5. Un modèle murin d’infection par le VIH
Les observations faites in vitro et les concepts thérapeutiques qu’elles auront générés seront validées dans un nouveau modèle murin d’infection par le VIH. Le partenaire moutschen développe un modèle de souris dites trimera permettant une meilleure prise et une survie plus longue des lymphocytes T humains que le classique modèle NOD/SCID. Pour cette raison, les souris trimera conviennent mieux que les NOD/SCID à une reconstitution à partir de lymphocytes de sujets infectés par le VIH et à la modélisation des réponses immunitaires se développant dans ce contexte.
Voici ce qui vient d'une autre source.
//! Core backend abstraction traits
//!
//! The texture layer treats the graphics context as an opaque sink for
//! allocate/upload/parameter/bind/delete calls. Every backend implements
//! [`GraphicsBackend`].

use std::sync::Arc;

use parking_lot::Mutex;
use thiserror::Error;

use crate::backend::types::*;
use crate::resources::TextureUnit;

/// Backend error type
#[derive(Error, Debug, Clone, PartialEq, Eq)]
pub enum BackendError {
    #[error("Failed to create texture: {0}")]
    TextureCreationFailed(String),
    #[error("Out of memory")]
    OutOfMemory,
    #[error("Device lost")]
    DeviceLost,
}

pub type BackendResult<T> = Result<T, BackendError>;

/// Handle to a GPU texture
#[derive(Debug, Clone, Copy, PartialEq, Eq, Hash, PartialOrd, Ord)]
pub struct TextureHandle(pub(crate) u64);

impl TextureHandle {
    /// Raw backend identifier of this texture.
    pub fn id(&self) -> u64 {
        self.0
    }
}

/// A graphics backend shared by every texture created from it.
///
/// All texture work happens on the thread owning the graphics context; the
/// mutex only serializes access when the host shares the backend across threads.
pub type SharedBackend = Arc<Mutex<dyn GraphicsBackend>>;

/// Wrap a backend so textures can share it.
pub fn share_backend<B: GraphicsBackend + 'static>(backend: B) -> Arc<Mutex<B>> {
    Arc::new(Mutex::new(backend))
}

/// Graphics context sink used by textures.
///
/// Apart from handle creation, all calls are treated as synchronous and
/// always succeeding.
pub trait GraphicsBackend: Send {
    /// Human readable backend name
    fn name(&self) -> &'static str;

    /// Generate a new, empty texture handle
    fn create_texture(&mut self, kind: TextureKind) -> BackendResult<TextureHandle>;

    /// (Re)allocate storage for one image of a texture, discarding existing content
    fn allocate_image(
        &mut self,
        texture: TextureHandle,
        target: ImageTarget,
        size: IntSize,
        format: PixelFormat,
        ty: PixelType,
    );

    /// Upload texels into a rectangle of one image
    ///
    /// Rows are supplied bottom row first, each padded to `alignment` bytes.
    #[allow(clippy::too_many_arguments)]
    fn write_image(
        &mut self,
        texture: TextureHandle,
        target: ImageTarget,
        rect: Viewport,
        pixels: &[u8],
        format: PixelFormat,
        ty: PixelType,
        alignment: u32,
    );

    /// Build the mipmap chain of a texture from its base level
    fn generate_mipmap(&mut self, texture: TextureHandle, kind: TextureKind);

    /// Set one sampling parameter of a texture
    fn set_texture_parameter(
        &mut self,
        texture: TextureHandle,
        kind: TextureKind,
        parameter: TextureParameter,
    );

    /// Bind a texture to a texture unit
    fn bind_texture(&mut self, unit: u32, kind: TextureKind, texture: TextureHandle);

    /// Bind the fixed-pipeline combination environment of a texture unit.
    ///
    /// `None` restores the default environment.
    fn bind_texture_environment(&mut self, unit: u32, environment: Option<&TextureUnit>);

    /// Destroy a texture
    fn destroy_texture(&mut self, texture: TextureHandle);
}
Dans une première étape, la cinétique de la réplication du VIH sera caractérisée après reconstitution des souris avec des lymphocytes périphériques de sujets infectés par le VIH (soit non progresseurs, soit sous trithérapie avec une charge virale indétectable). Ensuite le partenaire moutschen évaluera l’activité antivirale in vivo de lignées cellulaires transférées de façon adoptive et générées par le partenaire vanham à partir des lymphocytes des patients correspondants. De plus l’efficacité des différents vaccins générés à partir d’APC dans le laboratoire du partenaire berneman sera testée chez les souris trimera, soit sur mode prophylactique (souris reconstituées à partir de lymphocytes de sujets non infectés) soit sur un mode thérapeutique (souris reconstituées à partir de lymphocytes de sujets infectés par le VIH). Ces expériences constitueront aussi une base pour l’étude in vivo d’autres agents thérapeutiques comme les petits rna interférents (partenaire berkhout).